## TASK TO CARRY OUT
Out of all the lines below, count those with the word "place". Give the number only.

======== RECORD SET ========

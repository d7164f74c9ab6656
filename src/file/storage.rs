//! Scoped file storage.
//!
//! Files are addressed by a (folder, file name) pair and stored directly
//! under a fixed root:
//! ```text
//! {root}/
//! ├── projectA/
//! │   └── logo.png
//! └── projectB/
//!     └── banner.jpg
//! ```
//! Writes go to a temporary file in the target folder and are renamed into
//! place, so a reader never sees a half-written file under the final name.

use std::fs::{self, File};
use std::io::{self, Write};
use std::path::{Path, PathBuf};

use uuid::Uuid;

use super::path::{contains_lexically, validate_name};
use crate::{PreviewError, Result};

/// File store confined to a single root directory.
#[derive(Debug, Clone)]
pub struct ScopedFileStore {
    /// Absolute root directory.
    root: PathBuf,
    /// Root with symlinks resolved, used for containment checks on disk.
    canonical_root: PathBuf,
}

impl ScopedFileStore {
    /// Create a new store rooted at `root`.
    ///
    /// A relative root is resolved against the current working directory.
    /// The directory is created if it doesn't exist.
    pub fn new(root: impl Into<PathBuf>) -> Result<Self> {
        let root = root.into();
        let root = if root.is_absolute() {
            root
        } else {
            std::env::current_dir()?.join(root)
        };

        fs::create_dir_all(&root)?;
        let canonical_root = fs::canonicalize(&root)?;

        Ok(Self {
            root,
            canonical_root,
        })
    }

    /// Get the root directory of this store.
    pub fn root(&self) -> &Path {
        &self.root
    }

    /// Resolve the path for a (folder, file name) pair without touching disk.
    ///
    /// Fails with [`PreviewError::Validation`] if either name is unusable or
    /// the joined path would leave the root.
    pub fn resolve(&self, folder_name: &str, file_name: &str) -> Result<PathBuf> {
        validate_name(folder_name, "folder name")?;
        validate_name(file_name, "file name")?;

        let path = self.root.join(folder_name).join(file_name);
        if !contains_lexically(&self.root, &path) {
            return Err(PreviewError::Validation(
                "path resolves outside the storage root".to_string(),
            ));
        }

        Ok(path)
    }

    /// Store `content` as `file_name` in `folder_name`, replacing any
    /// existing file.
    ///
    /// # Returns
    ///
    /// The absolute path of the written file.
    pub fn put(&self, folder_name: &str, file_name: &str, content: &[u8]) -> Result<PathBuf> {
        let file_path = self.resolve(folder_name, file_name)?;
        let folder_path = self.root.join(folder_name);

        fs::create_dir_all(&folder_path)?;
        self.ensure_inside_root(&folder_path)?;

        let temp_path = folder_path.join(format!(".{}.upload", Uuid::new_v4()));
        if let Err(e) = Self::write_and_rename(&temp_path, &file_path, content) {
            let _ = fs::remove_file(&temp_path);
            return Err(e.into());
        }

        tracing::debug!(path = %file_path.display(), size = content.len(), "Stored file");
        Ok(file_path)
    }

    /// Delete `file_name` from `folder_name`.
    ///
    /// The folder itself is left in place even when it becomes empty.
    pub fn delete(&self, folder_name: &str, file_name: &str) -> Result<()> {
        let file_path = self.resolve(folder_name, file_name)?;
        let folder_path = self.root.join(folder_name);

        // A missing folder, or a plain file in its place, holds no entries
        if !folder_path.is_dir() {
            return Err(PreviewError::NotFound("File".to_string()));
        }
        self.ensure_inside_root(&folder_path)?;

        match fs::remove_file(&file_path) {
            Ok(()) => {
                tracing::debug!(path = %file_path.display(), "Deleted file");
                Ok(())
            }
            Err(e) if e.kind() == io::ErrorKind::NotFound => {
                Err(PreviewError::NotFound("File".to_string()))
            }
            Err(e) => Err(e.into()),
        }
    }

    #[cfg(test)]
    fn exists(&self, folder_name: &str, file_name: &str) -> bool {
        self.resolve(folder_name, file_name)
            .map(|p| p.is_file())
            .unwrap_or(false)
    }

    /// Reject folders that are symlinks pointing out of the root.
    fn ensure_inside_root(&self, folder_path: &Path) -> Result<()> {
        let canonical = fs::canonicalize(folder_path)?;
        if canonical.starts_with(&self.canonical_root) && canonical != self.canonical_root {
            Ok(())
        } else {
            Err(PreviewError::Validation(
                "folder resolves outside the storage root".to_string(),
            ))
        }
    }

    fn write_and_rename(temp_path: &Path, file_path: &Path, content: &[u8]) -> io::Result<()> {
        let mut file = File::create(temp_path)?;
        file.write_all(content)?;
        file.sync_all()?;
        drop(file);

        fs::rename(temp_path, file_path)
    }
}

========

## ANSWER BOX
3